China’s rising demand for healthcare is exposing a chronic shortage of an essential commodity: blood.
With hospital blood supplies tight, desperate patients are turning to agents known as “blood heads,” who sell certificates that give patients access to state blood banks, creating a black market at the heart of the healthcare system.
“To us patients, buying blood solves our problems,” said Hong, a retired Shanghai civil servant who suffers from myelodysplastic syndrome, a debilitating blood condition. “If there were no blood heads, what would I do?”
The “blood famine,” as it has been dubbed, is an unintended consequence of China’s attempts to restore faith in the nation’s scandal-stained blood supply and encourage people to donate.
In the late 1980s and 1990s, local officials urged farmers to sell their blood and plasma, and an earlier generation of blood heads sold this to hospitals and blood banks. Tens if not hundreds of thousands contracted HIV through unhygienic practices in the process.
A second scandal in 2011 further depressed donations. A young woman who claimed she worked at the Red Cross Society of China posted online pictures of her lavish lifestyle, damaging the image of a charity that helps the government collect blood.
In the mid-1990s, China started shuttering commercial blood stations, and in 1998 it introduced a blood donation law, banning the commercial sale of blood and encouraging voluntary donation. It also tightened rules on plasma collection and increased blood testing.
Chinese law now encourages patients to present a certificate showing that they, friends or relatives have donated blood when they need to tap the national supply. Some hospitals refuse to provide blood without these certificates.
The effect has been to penalize chronically ill patients who depend on regular or large transfusions, as well as those who cannot count on family and friends nearby. Chinese law also limits individual whole blood donations to twice a year, and provinces rarely share blood.
To meet demand, a new generation of blood heads have moved in, paying people off the street to donate blood at a state blood bank and selling their donation certificates to those in need.
The blood heads include men like Zhang, a 25-year-old from northeastern Jilin Province who late last year stood in a neon yellow puffer jacket outside the Red Cross Center in Beijing.
His terms: 1,000 yuan (US$160) for every 100cc he gets donated into the blood bank. All he needs — beyond money — is a day’s notice, the name of the hospital and the blood type of the patient.
Periodic crackdowns on blood heads appear to have had only limited effect.
“Don’t worry about the police. We’re outside most of the hospitals and we know all the police officers,” Zhang said. Two police cars were parked nearby.
Patients such as Hong, whose son asked that her full name not be used for fear that the hospital would deny her a bed if its practices were exposed, are nothing but grateful.
Denied blood for the regular transfusions she needs at a top public hospital in Shanghai, Hong moved to a private specialist hospital that introduced her to blood heads. They deliver the blood donation certificates to her bedside.

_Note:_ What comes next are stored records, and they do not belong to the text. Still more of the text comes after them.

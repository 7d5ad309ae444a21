//! Path utilities

use std::path::{Component, Path, PathBuf};

use anyhow::{Context, Result};

/// Resolve `path` against the current directory and normalize it
pub fn absolute(path: &Path) -> Result<PathBuf> {
    if path.is_absolute() {
        return Ok(normalize(path));
    }
    let cwd = std::env::current_dir().context("Failed to get current directory")?;
    Ok(normalize(&cwd.join(path)))
}

/// Lexically clean a path, folding `.` and `..` without touching the filesystem
pub fn normalize(path: &Path) -> PathBuf {
    let mut out = PathBuf::new();
    for component in path.components() {
        match component {
            Component::CurDir => {}
            Component::ParentDir => match out.components().next_back() {
                Some(Component::Normal(_)) => {
                    out.pop();
                }
                Some(Component::RootDir) | Some(Component::Prefix(_)) => {}
                _ => out.push(".."),
            },
            other => out.push(other.as_os_str()),
        }
    }
    if out.as_os_str().is_empty() {
        out.push(".");
    }
    out
}

/// Slash-separated form of a relative path, as used in Go import paths
pub fn to_slash(path: &Path) -> String {
    path.components()
        .filter_map(|c| match c {
            Component::Normal(part) => Some(part.to_string_lossy().into_owned()),
            Component::ParentDir => Some("..".to_string()),
            _ => None,
        })
        .collect::<Vec<_>>()
        .join("/")
}

#[cfg(test)]
mod tests {
    use super::*;

    #[test]
    fn test_normalize() {
        assert_eq!(normalize(Path::new("/a/b/../c/./d")), PathBuf::from("/a/c/d"));
        assert_eq!(normalize(Path::new("/..")), PathBuf::from("/"));
        assert_eq!(normalize(Path::new("a/../..")), PathBuf::from(".."));
        assert_eq!(normalize(Path::new("./")), PathBuf::from("."));
    }

    #[test]
    fn test_absolute_keeps_absolute_paths() {
        assert_eq!(absolute(Path::new("/x/./y")).unwrap(), PathBuf::from("/x/y"));
        assert!(absolute(Path::new("rel")).unwrap().is_absolute());
    }

    #[test]
    fn test_to_slash() {
        assert_eq!(to_slash(Path::new("internal/util")), "internal/util");
        assert_eq!(to_slash(Path::new("")), "");
    }
}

Just under 1 percent of China’s population donated blood in 2011, the most recent year for which figures are available, according to the WHO — at the lower end of the WHO’s recommended range.
That year, blood donations rose 5 percent to 3,777 tonnes, according to the Chinese National Health and Family Planning Commission. The commission did not respond to a request for comment.
In a country where many are still loath to give blood, most legitimate donations come from students and members of the military. However, the law also encourages government employees to donate. Chinese court documents show that government units have used blood heads to meet annual quotas for blood collection from residents or employees in recent years. Lawyers involved with these cases confirm that.
Local governments are resorting to unusual public campaigns to recruit new donors.
A county in eastern Zhejiang Province made national headlines in September last year for proposing to raise the scores on the high school entrance exam for the children of people who donated 4,000cc of blood.
Hunan Province is offering to waive the costs of using the blood bank to residents who donate 900cc.
However, blood stocks in many places remain stubbornly low, and dip even lower at times such as the Lunar New Year season. In Changsha in Hunan Province, a blood donation center official said blood stores were currently a third of the levels considered safe. All but essential surgeries have been postponed.